Pink Fungia Coral
My brother and I had just finished a multi-day kayak trip around the otherwise impenetrable southeast coast of Taveuni, home to 200 waterfalls and not even a single footpath. We slept in a cave used by boar hunters, and for dinner ate coconuts and crabs, which we roasted on the fire. After the grueling two days of paddling, I was ready to relax on the beach. I took an underwater housing for my Canon G10, a great-vintage point-and-shoot even National Geographic photographers would use when they couldn't get their SLRs into tight places.
I did some snorkeling and ran into a banded sea krait. But the most exciting thing I saw was this spectacularly-colored pink fungia coral.
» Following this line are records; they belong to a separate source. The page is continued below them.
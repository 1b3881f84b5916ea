//! LSP protocol surface.
//!
//! This module provides:
//! - The server capabilities advertised on `initialize`
//! - A debounced, per-document diagnostics publisher

mod capabilities;
mod diagnostics;

pub use capabilities::{server_capabilities, COMPLETION_TRIGGERS};
pub use diagnostics::{DiagnosticsScheduler, DiagnosticsSink, DEFAULT_DELAY};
It looks like I put it in Photoshop and blew out the saturation, but the drab plan life around it proves I did nothing whatsoever to enhance its color. I wanted to take an HDR photo, which requires three different shots, and with such little light they had to be slow framerates. I decided to put the underwater housing on a flexi-pod, and wrap that around a rock. I used the timer so the camera would be absolutely still when the shutter clicked. Time and again I dove down to this coral, planted my rock and camera next to it, and hit the shutter button, and ever time a swell would rock the camera during the shot. Of all the many pictures I took, the waves only permitted this one cluster. I've never seen any other HDR photography under water, and now I know why. But I think it’s a great alternative to artificial (flash) lighting.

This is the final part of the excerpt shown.